Стоял пасмурный сентябрьский день. Одеты мы были соответственно погоде и деревенской моде: все девочки-первоклассницы – в одинаковых цветных болоньевых шуршащих курточках и таких же разноцветных полушерстяных платках, мальчики – в тёмных болоньевых куртках и фуражках. Одежда у всех была куплена на вырост, на два-три года вперёд, обувь покупалась по такому же правилу, поэтому наши острые коленки болтались в широких голенищах резиновых сапог. В аэропорт мы двинулись пешком, прямиком через только что выкопанное колхозное картофельное поле, временами довольно сильно увязая в дорожной или, наоборот, бездорожной грязи.

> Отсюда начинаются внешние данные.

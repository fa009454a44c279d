//! Pure simulation logic for the campus life simulation.
//!
//! This crate contains all game logic that is independent of presentation,
//! storage, or runtime. Functions take the state handle (and an RNG where
//! sampling is needed) explicitly and return results, making them
//! unit-testable and reusable from the engine, the headless harness, and
//! any future front end.
//!
//! # Module Overview
//!
//! | Module | Purpose |
//! |--------|---------|
//! | [`achievements`] | Achievement predicates and monotonic unlocks |
//! | [`actions`] | Action catalogs per month type, phase gating, confirmation gates |
//! | [`constants`] | Stat bounds, action magnitudes, calendar checkpoints |
//! | [`content`] | Faculties, colleges, family tiers, start-of-game roll |
//! | [`endings`] | Ending decision tree and closing narratives |
//! | [`error`] | Typed errors for actions, events and content |
//! | [`events`] | Event definitions, registry, eligibility, category weighting |
//! | [`sampler`] | Weighted roulette shared by every random choice |
//! | [`scoring`] | Semester GPA and credit-weighted cumulative GPA |
//! | [`state`] | The simulation state record and clamped mutation |

pub mod achievements;
pub mod actions;
pub mod constants;
pub mod content;
pub mod endings;
pub mod error;
pub mod events;
pub mod sampler;
pub mod scoring;
pub mod state;

pub use error::{ActionError, ContentError, EventError};
pub use state::{Phase, SimulationState, Stat};
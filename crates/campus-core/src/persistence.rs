//! Save/Load functionality for persisting simulation state
//!
//! Uses bincode for compact binary serialization of the whole
//! [`SimulationState`]. A save is a [`SaveData`] record: format version,
//! slot metadata, then the state. The engine only ever hands a state to a
//! [`SaveStore`] or receives one back; it never touches bytes itself.

use std::fs::{self, File};
use std::io::{BufReader, BufWriter, Read, Write};
use std::path::{Path, PathBuf};
use std::time::{SystemTime, UNIX_EPOCH};

use serde::{Deserialize, Serialize};
use thiserror::Error;

use campus_logic::constants::calendar;
use campus_logic::SimulationState;

/// Version number for save file format (increment when format changes)
pub const SAVE_VERSION: u32 = 1;

const SLOT_EXTENSION: &str = "sav";

/// Human-facing description of a save.
#[derive(Debug, Clone, PartialEq, Eq, Serialize, Deserialize)]
pub struct SaveMeta {
    /// Seconds since the unix epoch.
    pub timestamp: u64,
    /// e.g. "2022-03 - School of Physics"
    pub summary: String,
}

impl SaveMeta {
    pub fn for_state(state: &SimulationState) -> Self {
        let timestamp = SystemTime::now()
            .duration_since(UNIX_EPOCH)
            .map(|d| d.as_secs())
            .unwrap_or_default();
        Self {
            timestamp,
            summary: state.summary(),
        }
    }
}

/// Serializable snapshot of one session.
#[derive(Debug, Clone, Serialize, Deserialize)]
pub struct SaveData {
    pub version: u32,
    pub meta: SaveMeta,
    pub state: SimulationState,
}

/// Leading fields of [`SaveData`], decodable without the state.
#[derive(Deserialize)]
struct SaveHeader {
    version: u32,
    meta: SaveMeta,
}

#[derive(Debug, Error)]
pub enum SaveError {
    #[error("save I/O failed: {0}")]
    Io(#[from] std::io::Error),
    #[error("failed to encode save: {0}")]
    Encode(#[source] bincode::Error),
    #[error("failed to decode save: {0}")]
    Decode(#[source] bincode::Error),
    #[error("save format version {found} is not supported (expected {expected})")]
    VersionMismatch { expected: u32, found: u32 },
    #[error("save data is corrupt: {0}")]
    Corrupt(String),
    #[error("invalid slot name {0:?}")]
    InvalidSlot(String),
}

// ── Encoding ────────────────────────────────────────────────────────────────

/// Write `state` with fresh metadata.
pub fn save_state_to<W: Write>(writer: W, state: &SimulationState) -> Result<(), SaveError> {
    let data = SaveData {
        version: SAVE_VERSION,
        meta: SaveMeta::for_state(state),
        state: state.clone(),
    };
    bincode::serialize_into(writer, &data).map_err(SaveError::Encode)
}

/// Read a full save, checking the version before decoding the state.
pub fn load_state_from<R: Read>(mut reader: R) -> Result<SaveData, SaveError> {
    let mut bytes = Vec::new();
    reader.read_to_end(&mut bytes)?;
    let version: u32 = bincode::deserialize(&bytes).map_err(SaveError::Decode)?;
    if version != SAVE_VERSION {
        return Err(SaveError::VersionMismatch {
            expected: SAVE_VERSION,
            found: version,
        });
    }
    let data: SaveData = bincode::deserialize(&bytes).map_err(SaveError::Decode)?;
    check_state(&data.state)?;
    Ok(data)
}

/// Reject states no play session could have produced.
fn check_state(state: &SimulationState) -> Result<(), SaveError> {
    if !(1..=12).contains(&state.month) {
        return Err(SaveError::Corrupt(format!("month {}", state.month)));
    }
    if !(1..=calendar::FINAL_GRADE).contains(&state.grade) {
        return Err(SaveError::Corrupt(format!("grade {}", state.grade)));
    }
    if state.credit_plan.len() != calendar::SEMESTER_COUNT {
        return Err(SaveError::Corrupt(format!(
            "credit plan has {} semesters",
            state.credit_plan.len()
        )));
    }
    Ok(())
}

// ── Stores ──────────────────────────────────────────────────────────────────

/// The persistence collaborator.
pub trait SaveStore {
    /// `Ok(None)` when nothing has been saved yet.
    fn load_state(&mut self) -> Result<Option<SimulationState>, SaveError>;
    fn save_state(&mut self, state: &SimulationState) -> Result<(), SaveError>;
}

/// Keeps one encoded save in memory.
#[derive(Debug, Default, Clone)]
pub struct MemoryStore {
    bytes: Option<Vec<u8>>,
}

impl MemoryStore {
    pub fn new() -> Self {
        Self::default()
    }

    /// A store pre-loaded with raw bytes, valid or not.
    pub fn from_bytes(bytes: Vec<u8>) -> Self {
        Self { bytes: Some(bytes) }
    }

    pub fn bytes(&self) -> Option<&[u8]> {
        self.bytes.as_deref()
    }
}

impl SaveStore for MemoryStore {
    fn load_state(&mut self) -> Result<Option<SimulationState>, SaveError> {
        match &self.bytes {
            Some(bytes) => load_state_from(bytes.as_slice()).map(|d| Some(d.state)),
            None => Ok(None),
        }
    }

    fn save_state(&mut self, state: &SimulationState) -> Result<(), SaveError> {
        let mut buf = Vec::new();
        save_state_to(&mut buf, state)?;
        self.bytes = Some(buf);
        Ok(())
    }
}

/// A directory of named slots, one file per slot. Loads and saves go to
/// the active slot.
#[derive(Debug, Clone)]
pub struct SlotStore {
    dir: PathBuf,
    active: String,
}

impl SlotStore {
    /// Open (creating if needed) `dir`, with `active` as the working slot.
    pub fn open(dir: impl AsRef<Path>, active: &str) -> Result<Self, SaveError> {
        check_slot(active)?;
        let dir = dir.as_ref().to_path_buf();
        fs::create_dir_all(&dir)?;
        Ok(Self {
            dir,
            active: active.to_string(),
        })
    }

    pub fn active_slot(&self) -> &str {
        &self.active
    }

    pub fn set_active_slot(&mut self, slot: &str) {
        self.active = slot.to_string();
    }

    fn path(&self, slot: &str) -> Result<PathBuf, SaveError> {
        check_slot(slot)?;
        Ok(self.dir.join(format!("{}.{}", slot, SLOT_EXTENSION)))
    }

    /// Metadata of `slot` without decoding its state.
    pub fn slot_info(&self, slot: &str) -> Result<Option<SaveMeta>, SaveError> {
        let path = self.path(slot)?;
        if !path.exists() {
            return Ok(None);
        }
        let reader = BufReader::new(File::open(path)?);
        let header: SaveHeader = bincode::deserialize_from(reader).map_err(SaveError::Decode)?;
        if header.version != SAVE_VERSION {
            return Err(SaveError::VersionMismatch {
                expected: SAVE_VERSION,
                found: header.version,
            });
        }
        Ok(Some(header.meta))
    }

    /// Remove `slot`. Returns whether it existed.
    pub fn delete(&self, slot: &str) -> Result<bool, SaveError> {
        let path = self.path(slot)?;
        if !path.exists() {
            return Ok(false);
        }
        fs::remove_file(path)?;
        Ok(true)
    }

    /// Names of every slot in the directory, sorted.
    pub fn list_slots(&self) -> Result<Vec<String>, SaveError> {
        let mut slots = Vec::new();
        for entry in fs::read_dir(&self.dir)? {
            let path = entry?.path();
            if path.extension().and_then(|e| e.to_str()) == Some(SLOT_EXTENSION) {
                if let Some(stem) = path.file_stem().and_then(|s| s.to_str()) {
                    slots.push(stem.to_string());
                }
            }
        }
        slots.sort();
        Ok(slots)
    }
}

/// Slot names are plain file stems: no separators, no parent references.
fn check_slot(slot: &str) -> Result<(), SaveError> {
    let bad = slot.is_empty()
        || slot.contains("..")
        || slot.contains(|c: char| c == '/' || c == '\\' || c == '\0');
    if bad {
        return Err(SaveError::InvalidSlot(slot.to_string()));
    }
    Ok(())
}

impl SaveStore for SlotStore {
    fn load_state(&mut self) -> Result<Option<SimulationState>, SaveError> {
        let path = self.path(&self.active)?;
        if !path.exists() {
            return Ok(None);
        }
        let reader = BufReader::new(File::open(path)?);
        load_state_from(reader).map(|d| Some(d.state))
    }

    fn save_state(&mut self, state: &SimulationState) -> Result<(), SaveError> {
        let path = self.path(&self.active)?;
        let mut writer = BufWriter::new(File::create(path)?);
        save_state_to(&mut writer, state)?;
        writer.flush()?;
        Ok(())
    }
}

#[cfg(test)]
mod tests {
    use super::*;
    use campus_logic::content::{self, Faculty};
    use rand::rngs::StdRng;
    use rand::SeedableRng;

    fn rolled() -> SimulationState {
        let mut rng = StdRng::seed_from_u64(21);
        content::new_game(Faculty::Information, &mut rng)
    }

    #[test]
    fn test_memory_store_round_trip() {
        let mut store = MemoryStore::new();
        assert!(store.load_state().unwrap().is_none());
        let state = rolled();
        store.save_state(&state).unwrap();
        assert_eq!(store.load_state().unwrap(), Some(state));
    }

    #[test]
    fn test_version_mismatch() {
        let mut buf = Vec::new();
        save_state_to(&mut buf, &rolled()).unwrap();
        buf[..4].copy_from_slice(&99u32.to_le_bytes());
        let err = load_state_from(buf.as_slice()).unwrap_err();
        assert!(matches!(err, SaveError::VersionMismatch { found: 99, .. }));
    }

    #[test]
    fn test_truncated_bytes_fail_to_decode() {
        let mut buf = Vec::new();
        save_state_to(&mut buf, &rolled()).unwrap();
        buf.truncate(buf.len() / 2);
        let mut store = MemoryStore::from_bytes(buf);
        assert!(matches!(store.load_state(), Err(SaveError::Decode(_))));
    }

    #[test]
    fn test_impossible_state_is_corrupt() {
        let mut state = rolled();
        state.month = 14;
        let mut buf = Vec::new();
        save_state_to(&mut buf, &state).unwrap();
        assert!(matches!(
            load_state_from(buf.as_slice()),
            Err(SaveError::Corrupt(_))
        ));
    }
}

Самолёт – огромный, белый, величавый, гордый – один стоял на взлётной полосе, резко контрастируя с окружающей грязью и осенним унынием. Мы все прильнули к высокому забору из тонких металлических прутьев и во все глаза глазели на него. Я прочитала: «Ил-18». По взлётной полосе взад-вперёд ходили и бегали молодые парни, мужчины постарше, видимо, строители, все суетились и кричали. До нас им не было никакого дела. Стал моросить дождь, как вдруг откуда ни возьмись по ту сторону решётки появился Евтихий Петрович, поговорил о чём-то с Марией Прокопьевной и исчез за самолётом. Сердце заколотилось, мы стали оглядываться и перешёптываться друг с другом:

– Ты видел Гришкиного папу?

– Да. Он, наверное, лётчик.

– Никакой он не лётчик. Просто здесь работает.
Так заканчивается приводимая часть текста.